[Stored data]
□ □ □ □ □ □ □

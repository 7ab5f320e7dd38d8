//! Subnet registration and address allocation.
//!
//! This module holds the invariant-carrying part of the crate: admitting
//! subnets without overlap, handing out identifiers that are never reused,
//! and allocating addresses from a subnet's range without ever issuing a
//! duplicate or out-of-range address.

pub mod allocator;
pub mod cidr;
pub mod id_generator;
pub mod locks;
pub mod overlap;
pub mod registry;
pub mod types;

// Re-export commonly used types
pub use allocator::AllocationPool;
pub use id_generator::IdGenerator;
pub use locks::ScopeLocks;
pub use registry::SubnetRegistry;
pub use types::{
    AddressFamily, AddressRange, AllocatedAddress, AllocationEntry, SubnetId, SubnetRecord,
};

□ □ □ □ □ □ □

> **Task to carry out**:
Word for word, restate only the lines from the one containing "pub mod registry;" through the last line of the entries, with both ends kept.

> **Answer space**:
pub mod registry;
pub mod types;

// Re-export commonly used types
pub use allocator::AllocationPool;
pub use id_generator::IdGenerator;
pub use locks::ScopeLocks;
pub use registry::SubnetRegistry;
pub use types::{
    AddressFamily, AddressRange, AllocatedAddress, AllocationEntry, SubnetId, SubnetRecord,
};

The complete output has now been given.